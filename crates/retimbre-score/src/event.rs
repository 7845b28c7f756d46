//! Score events
//!
//! Wraps `midly` track events in a small tagged enum that surfaces the
//! events the rewriter cares about (tempo, program, notes) and carries
//! everything else through untouched.

use crate::channel::Channel;
use midly::num::{u24, u28, u7};
use midly::{MetaMessage, MidiMessage, TrackEventKind};

/// Largest delta representable in a Standard MIDI File (28-bit VLQ).
pub const MAX_DELTA: u32 = (1 << 28) - 1;

const MAX_TEMPO: u32 = (1 << 24) - 1;

const MICROS_PER_MINUTE: f64 = 60_000_000.0;

/// One timed occurrence within a track.
#[derive(Debug, Clone, Copy, PartialEq)]
pub enum Event<'a> {
    /// Tempo change in microseconds per quarter note
    SetTempo { micros_per_beat: u32 },

    /// Instrument selection for a channel
    ProgramChange { channel: Channel, program: u8 },

    /// Note On: key (0-127), velocity (0-127)
    NoteOn {
        channel: Channel,
        key: u8,
        velocity: u8,
    },

    /// Note Off: key (0-127), release velocity (0-127)
    NoteOff {
        channel: Channel,
        key: u8,
        velocity: u8,
    },

    /// Any other event, preserved verbatim
    Other(TrackEventKind<'a>),
}

impl<'a> Event<'a> {
    /// Tempo event for the given BPM.
    pub fn tempo_bpm(bpm: f64) -> Self {
        let micros = (MICROS_PER_MINUTE / bpm).round() as u32;
        Event::SetTempo {
            micros_per_beat: micros.min(MAX_TEMPO),
        }
    }

    /// Tempo in BPM, if this is a tempo event.
    pub fn bpm(&self) -> Option<f64> {
        match self {
            Event::SetTempo { micros_per_beat } => {
                Some(MICROS_PER_MINUTE / *micros_per_beat as f64)
            }
            _ => None,
        }
    }

    /// Channel of a note event.
    pub fn note_channel(&self) -> Option<Channel> {
        match self {
            Event::NoteOn { channel, .. } | Event::NoteOff { channel, .. } => Some(*channel),
            _ => None,
        }
    }

    pub fn is_note(&self) -> bool {
        self.note_channel().is_some()
    }

    pub fn is_program_change(&self) -> bool {
        matches!(self, Event::ProgramChange { .. })
    }

    pub fn is_tempo(&self) -> bool {
        matches!(self, Event::SetTempo { .. })
    }

    /// Classify a raw SMF event.
    pub fn from_kind(kind: TrackEventKind<'a>) -> Self {
        match kind {
            TrackEventKind::Meta(MetaMessage::Tempo(tempo)) => Event::SetTempo {
                micros_per_beat: tempo.as_int(),
            },
            TrackEventKind::Midi { channel, message } => {
                let channel = Channel::from(channel);
                match message {
                    MidiMessage::ProgramChange { program } => Event::ProgramChange {
                        channel,
                        program: program.as_int(),
                    },
                    // Velocity-0 note-ons stay note-ons so the file round-trips byte-for-byte
                    MidiMessage::NoteOn { key, vel } => Event::NoteOn {
                        channel,
                        key: key.as_int(),
                        velocity: vel.as_int(),
                    },
                    MidiMessage::NoteOff { key, vel } => Event::NoteOff {
                        channel,
                        key: key.as_int(),
                        velocity: vel.as_int(),
                    },
                    _ => Event::Other(kind),
                }
            }
            other => Event::Other(other),
        }
    }

    /// Convert back into a raw SMF event.
    pub fn to_kind(self) -> TrackEventKind<'a> {
        match self {
            Event::SetTempo { micros_per_beat } => {
                TrackEventKind::Meta(MetaMessage::Tempo(u24::from(micros_per_beat)))
            }
            Event::ProgramChange { channel, program } => TrackEventKind::Midi {
                channel: channel.into(),
                message: MidiMessage::ProgramChange {
                    program: u7::from(program),
                },
            },
            Event::NoteOn {
                channel,
                key,
                velocity,
            } => TrackEventKind::Midi {
                channel: channel.into(),
                message: MidiMessage::NoteOn {
                    key: u7::from(key),
                    vel: u7::from(velocity),
                },
            },
            Event::NoteOff {
                channel,
                key,
                velocity,
            } => TrackEventKind::Midi {
                channel: channel.into(),
                message: MidiMessage::NoteOff {
                    key: u7::from(key),
                    vel: u7::from(velocity),
                },
            },
            Event::Other(kind) => kind,
        }
    }
}

/// An event with its delta time in ticks since the previous event of the track.
#[derive(Debug, Clone, Copy, PartialEq)]
pub struct TrackEvent<'a> {
    pub delta: u32,
    pub event: Event<'a>,
}

impl<'a> TrackEvent<'a> {
    pub fn new(delta: u32, event: Event<'a>) -> Self {
        Self {
            delta: delta.min(MAX_DELTA),
            event,
        }
    }

    /// Event inserted by a rewrite; carries no time of its own.
    pub fn injected(event: Event<'a>) -> Self {
        Self::new(0, event)
    }

    pub(crate) fn from_midly(event: &midly::TrackEvent<'a>) -> Self {
        Self {
            delta: event.delta.as_int(),
            event: Event::from_kind(event.kind),
        }
    }

    pub(crate) fn to_midly(self) -> midly::TrackEvent<'a> {
        midly::TrackEvent {
            delta: u28::from(self.delta.min(MAX_DELTA)),
            kind: self.event.to_kind(),
        }
    }
}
^^^^^^^^
Please write out every line of the data exactly.

_ANSWER TO THE PROBLEM_
filename crates/retimbre-score/src/event.rs
repository 7845b28c7f756d46
//! Score events
//!
//! Wraps `midly` track events in a small tagged enum that surfaces the
//! events the rewriter cares about (tempo, program, notes) and carries
//! everything else through untouched.

use crate::channel::Channel;
use midly::num::{u24, u28, u7};
use midly::{MetaMessage, MidiMessage, TrackEventKind};

/// Largest delta representable in a Standard MIDI File (28-bit VLQ).
pub const MAX_DELTA: u32 = (1 << 28) - 1;

const MAX_TEMPO: u32 = (1 << 24) - 1;

const MICROS_PER_MINUTE: f64 = 60_000_000.0;

/// One timed occurrence within a track.
#[derive(Debug, Clone, Copy, PartialEq)]
pub enum Event<'a> {
    /// Tempo change in microseconds per quarter note
    SetTempo { micros_per_beat: u32 },

    /// Instrument selection for a channel
    ProgramChange { channel: Channel, program: u8 },

    /// Note On: key (0-127), velocity (0-127)
    NoteOn {
        channel: Channel,
        key: u8,
        velocity: u8,
    },

    /// Note Off: key (0-127), release velocity (0-127)
    NoteOff {
        channel: Channel,
        key: u8,
        velocity: u8,
    },

    /// Any other event, preserved verbatim
    Other(TrackEventKind<'a>),
}

impl<'a> Event<'a> {
    /// Tempo event for the given BPM.
    pub fn tempo_bpm(bpm: f64) -> Self {
        let micros = (MICROS_PER_MINUTE / bpm).round() as u32;
        Event::SetTempo {
            micros_per_beat: micros.min(MAX_TEMPO),
        }
    }

    /// Tempo in BPM, if this is a tempo event.
    pub fn bpm(&self) -> Option<f64> {
        match self {
            Event::SetTempo { micros_per_beat } => {
                Some(MICROS_PER_MINUTE / *micros_per_beat as f64)
            }
            _ => None,
        }
    }

    /// Channel of a note event.
    pub fn note_channel(&self) -> Option<Channel> {
        match self {
            Event::NoteOn { channel, .. } | Event::NoteOff { channel, .. } => Some(*channel),
            _ => None,
        }
    }

    pub fn is_note(&self) -> bool {
        self.note_channel().is_some()
    }

    pub fn is_program_change(&self) -> bool {
        matches!(self, Event::ProgramChange { .. })
    }

    pub fn is_tempo(&self) -> bool {
        matches!(self, Event::SetTempo { .. })
    }

    /// Classify a raw SMF event.
    pub fn from_kind(kind: TrackEventKind<'a>) -> Self {
        match kind {
            TrackEventKind::Meta(MetaMessage::Tempo(tempo)) => Event::SetTempo {
                micros_per_beat: tempo.as_int(),
            },
            TrackEventKind::Midi { channel, message } => {
                let channel = Channel::from(channel);
                match message {
                    MidiMessage::ProgramChange { program } => Event::ProgramChange {
                        channel,
                        program: program.as_int(),
                    },
                    // Velocity-0 note-ons stay note-ons so the file round-trips byte-for-byte
                    MidiMessage::NoteOn { key, vel } => Event::NoteOn {
                        channel,
                        key: key.as_int(),
                        velocity: vel.as_int(),
                    },
                    MidiMessage::NoteOff { key, vel } => Event::NoteOff {
                        channel,
                        key: key.as_int(),
                        velocity: vel.as_int(),
                    },
                    _ => Event::Other(kind),
                }
            }
            other => Event::Other(other),
        }
    }

    /// Convert back into a raw SMF event.
    pub fn to_kind(self) -> TrackEventKind<'a> {
        match self {
            Event::SetTempo { micros_per_beat } => {
                TrackEventKind::Meta(MetaMessage::Tempo(u24::from(micros_per_beat)))
            }
            Event::ProgramChange { channel, program } => TrackEventKind::Midi {
                channel: channel.into(),
                message: MidiMessage::ProgramChange {
                    program: u7::from(program),
                },
            },
            Event::NoteOn {
                channel,
                key,
                velocity,
            } => TrackEventKind::Midi {
                channel: channel.into(),
                message: MidiMessage::NoteOn {
                    key: u7::from(key),
                    vel: u7::from(velocity),
                },
            },
            Event::NoteOff {
                channel,
                key,
                velocity,
            } => TrackEventKind::Midi {
                channel: channel.into(),
                message: MidiMessage::NoteOff {
                    key: u7::from(key),
                    vel: u7::from(velocity),
                },
            },
            Event::Other(kind) => kind,
        }
    }
}

/// An event with its delta time in ticks since the previous event of the track.
#[derive(Debug, Clone, Copy, PartialEq)]
pub struct TrackEvent<'a> {
    pub delta: u32,
    pub event: Event<'a>,
}

impl<'a> TrackEvent<'a> {
    pub fn new(delta: u32, event: Event<'a>) -> Self {
        Self {
            delta: delta.min(MAX_DELTA),
            event,
        }
    }

    /// Event inserted by a rewrite; carries no time of its own.
    pub fn injected(event: Event<'a>) -> Self {
        Self::new(0, event)
    }

    pub(crate) fn from_midly(event: &midly::TrackEvent<'a>) -> Self {
        Self {
            delta: event.delta.as_int(),
            event: Event::from_kind(event.kind),
        }
    }

    pub(crate) fn to_midly(self) -> midly::TrackEvent<'a> {
        midly::TrackEvent {
            delta: u28::from(self.delta.min(MAX_DELTA)),
            kind: self.event.to_kind(),
        }
    }
}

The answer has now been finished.